We used to call that ‘word of mouth’, but in this day and age it’s the result of consistent, high-quality, inbound marketing efforts.
Making that happen starts with establishing the 5 pillars of alternative asset marketing:
- Building a brand
- Website, social, and SEO presence
- Content marketing, newsletters, and social media
- Data-backed reports for lead generation
- Events, PR, and video
The goal of establishing these 5 marketing pillars and implementing an effective campaign is to let your potential clients know:
1) You exist;
2) You can solve their problems, and
3) You are trustworthy, likable, and capable
The trust element here is huge for alternative asset management firms because investors are considering putting a great deal of their capital into your offer.
Before launching any marketing activities, make sure your firm is legally able to do marketing.
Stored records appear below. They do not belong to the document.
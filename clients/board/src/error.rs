//! Custom error types for the board client

use thiserror::Error;
use uuid::Uuid;

/// Custom error type for the board client
#[derive(Error, Debug)]
pub enum BoardError {
    /// The request never completed
    #[error("Transport error: {0}")]
    Transport(#[from] reqwest::Error),

    /// The server answered with a failure envelope
    #[error("API error ({status}): {message}")]
    Api { status: u16, message: String },

    /// A protected call was made without a token
    #[error("Not authenticated")]
    Unauthenticated,

    /// The response envelope did not carry the expected payload
    #[error("Malformed response: {0}")]
    Protocol(String),

    /// A mutation referenced a task the local cache does not hold
    #[error("Task {0} is not in the local cache")]
    UnknownTask(Uuid),
}
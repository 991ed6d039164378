//! Task routes: CRUD, status transitions, and the kanban projection

use axum::{
    Extension, Json,
    extract::{Path, Query, State},
    http::StatusCode,
    response::IntoResponse,
};
use common::types::{Envelope, FieldError, TaskDto, TaskStatus};
use serde::Deserialize;
use serde_json::{Value, json};
use uuid::Uuid;

use crate::AppState;
use crate::error::{ApiError, ApiResult};
use crate::middleware::AuthUser;
use crate::models::{NewTask, TaskPatch};
use crate::repositories::ListOptions;
use crate::validation::{parse_due_date, parse_status, validate_description, validate_title};

/// Query parameters for task listing
#[derive(Deserialize, Default)]
pub struct ListQuery {
    pub status: Option<String>,
    pub sort: Option<String>,
}

/// Request for task creation
#[derive(Deserialize)]
pub struct CreateTaskRequest {
    #[serde(default)]
    pub title: String,
    pub description: Option<String>,
    pub status: Option<String>,
    pub due_date: Option<String>,
}

/// Request for a task update; absent fields are untouched
#[derive(Deserialize, Default)]
pub struct UpdateTaskRequest {
    pub title: Option<String>,
    pub description: Option<String>,
    pub status: Option<String>,
    pub due_date: Option<String>,
}

/// Request for a status-only transition
#[derive(Deserialize, Default)]
pub struct UpdateStatusRequest {
    pub status: Option<String>,
}

/// List the requester's tasks, optionally filtered and sorted
pub async fn list_tasks(
    State(state): State<AppState>,
    Extension(auth): Extension<AuthUser>,
    Query(query): Query<ListQuery>,
) -> ApiResult<impl IntoResponse> {
    let mut options = ListOptions::default();

    if let Some(status) = &query.status {
        options.status = Some(parse_status(status).map_err(|m| ApiError::field("status", m))?);
    }
    if let Some(sort) = &query.sort {
        let (sort_field, descending) = ListOptions::parse_sort(sort)
            .ok_or_else(|| ApiError::field("sort", "Sort must be created_at or due_date"))?;
        options.sort_field = sort_field;
        options.descending = descending;
    }

    let tasks = state.task_repository.list(auth.id, options).await?;
    let tasks: Vec<TaskDto> = tasks.iter().map(|t| t.to_dto()).collect();

    Ok(Json(Envelope::<Value>::ok(json!({
        "count": tasks.len(),
        "tasks": tasks,
    }))))
}

/// The kanban projection for the board view
pub async fn kanban(
    State(state): State<AppState>,
    Extension(auth): Extension<AuthUser>,
) -> ApiResult<impl IntoResponse> {
    let board = state.task_repository.kanban(auth.id).await?;
    Ok(Json(Envelope::<Value>::ok(json!({ "kanban": board }))))
}

/// Fetch a single owned task
pub async fn get_task(
    State(state): State<AppState>,
    Extension(auth): Extension<AuthUser>,
    Path(id): Path<Uuid>,
) -> ApiResult<impl IntoResponse> {
    let task = state
        .task_repository
        .get(auth.id, id)
        .await?
        .ok_or(ApiError::NotFound("Task not found"))?;

    Ok(Json(Envelope::<Value>::ok(
        json!({ "task": task.to_dto() }),
    )))
}

/// Create a task owned by the requester
///
/// Status defaults to pending when omitted; the due date is mandatory.
pub async fn create_task(
    State(state): State<AppState>,
    Extension(auth): Extension<AuthUser>,
    Json(payload): Json<CreateTaskRequest>,
) -> ApiResult<impl IntoResponse> {
    let mut errors = Vec::new();

    if let Err(message) = validate_title(&payload.title) {
        errors.push(FieldError::new("title", message));
    }

    let description = payload.description.unwrap_or_default();
    if let Err(message) = validate_description(&description) {
        errors.push(FieldError::new("description", message));
    }

    let status = match &payload.status {
        Some(status) => match parse_status(status) {
            Ok(status) => status,
            Err(message) => {
                errors.push(FieldError::new("status", message));
                TaskStatus::Pending
            }
        },
        None => TaskStatus::Pending,
    };

    let due_date = match &payload.due_date {
        Some(due_date) => match parse_due_date(due_date) {
            Ok(due_date) => Some(due_date),
            Err(message) => {
                errors.push(FieldError::new("due_date", message));
                None
            }
        },
        None => {
            errors.push(FieldError::new("due_date", "Due date is required"));
            None
        }
    };

    if !errors.is_empty() {
        return Err(ApiError::Validation(errors));
    }
    let Some(due_date) = due_date else {
        return Err(ApiError::field("due_date", "Due date is required"));
    };

    let task = state
        .task_repository
        .create(
            auth.id,
            NewTask {
                title: payload.title.trim().to_string(),
                description,
                status,
                due_date,
            },
        )
        .await?;

    Ok((
        StatusCode::CREATED,
        Json(Envelope::<Value>::ok_with_message(
            "Task created successfully",
            json!({ "task": task.to_dto() }),
        )),
    ))
}

/// Apply a full or partial update to an owned task
///
/// Fields explicitly present are applied, including a description set to
/// the empty string; absent fields stay as they are. Ownership is not a
/// field and cannot be updated.
pub async fn update_task(
    State(state): State<AppState>,
    Extension(auth): Extension<AuthUser>,
    Path(id): Path<Uuid>,
    Json(payload): Json<UpdateTaskRequest>,
) -> ApiResult<impl IntoResponse> {
    let mut errors = Vec::new();
    let mut patch = TaskPatch::default();

    if let Some(title) = payload.title {
        match validate_title(&title) {
            Ok(()) => patch.title = Some(title.trim().to_string()),
            Err(message) => errors.push(FieldError::new("title", message)),
        }
    }
    if let Some(description) = payload.description {
        match validate_description(&description) {
            Ok(()) => patch.description = Some(description),
            Err(message) => errors.push(FieldError::new("description", message)),
        }
    }
    if let Some(status) = &payload.status {
        match parse_status(status) {
            Ok(status) => patch.status = Some(status),
            Err(message) => errors.push(FieldError::new("status", message)),
        }
    }
    if let Some(due_date) = &payload.due_date {
        match parse_due_date(due_date) {
            Ok(due_date) => patch.due_date = Some(due_date),
            Err(message) => errors.push(FieldError::new("due_date", message)),
        }
    }

    if !errors.is_empty() {
        return Err(ApiError::Validation(errors));
    }

    let task = state
        .task_repository
        .update(auth.id, id, patch)
        .await?
        .ok_or(ApiError::NotFound("Task not found"))?;

    Ok(Json(Envelope::<Value>::ok_with_message(
        "Task updated successfully",
        json!({ "task": task.to_dto() }),
    )))
}

/// Status-only transition, the drag-and-drop path
///
/// The status is validated before any ownership lookup, so an invalid
/// value is a 400 that never touches the store.
pub async fn update_status(
    State(state): State<AppState>,
    Extension(auth): Extension<AuthUser>,
    Path(id): Path<Uuid>,
    Json(payload): Json<UpdateStatusRequest>,
) -> ApiResult<impl IntoResponse> {
    let status = payload
        .status
        .as_deref()
        .ok_or_else(|| ApiError::field("status", "Status is required"))?;
    let status = parse_status(status).map_err(|m| ApiError::field("status", m))?;

    let task = state
        .task_repository
        .set_status(auth.id, id, status)
        .await?
        .ok_or(ApiError::NotFound("Task not found"))?;

    Ok(Json(Envelope::<Value>::ok_with_message(
        "Task status updated successfully",
        json!({ "task": task.to_dto() }),
    )))
}

/// Delete an owned task
pub async fn delete_task(
    State(state): State<AppState>,
    Extension(auth): Extension<AuthUser>,
    Path(id): Path<Uuid>,
) -> ApiResult<impl IntoResponse> {
    let removed = state.task_repository.delete(auth.id, id).await?;
    if !removed {
        return Err(ApiError::NotFound("Task not found"));
    }

    Ok(Json(Envelope::message("Task deleted successfully")))
}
There’s a detailed section in this article outlining what types of firms and funds can market themselves.
Always check with your regulator and lawyers.
For more information on the UK’s regulatory landscape, this article from The Hedge Fund Journal is worth reading.
For more information about U.S. regulations governing financial services marketing, this article is worth reading.
It’s always important to make it very clear that there are risks involved in investing and you are only offering information, not advice.
Your legal boilerplate is your friend and should sit in your website’s footer, and at the end of any marketing asset.
Now, let’s look at the 5 pillars of asset management marketing that will have investors making a long-term commitment to your firm.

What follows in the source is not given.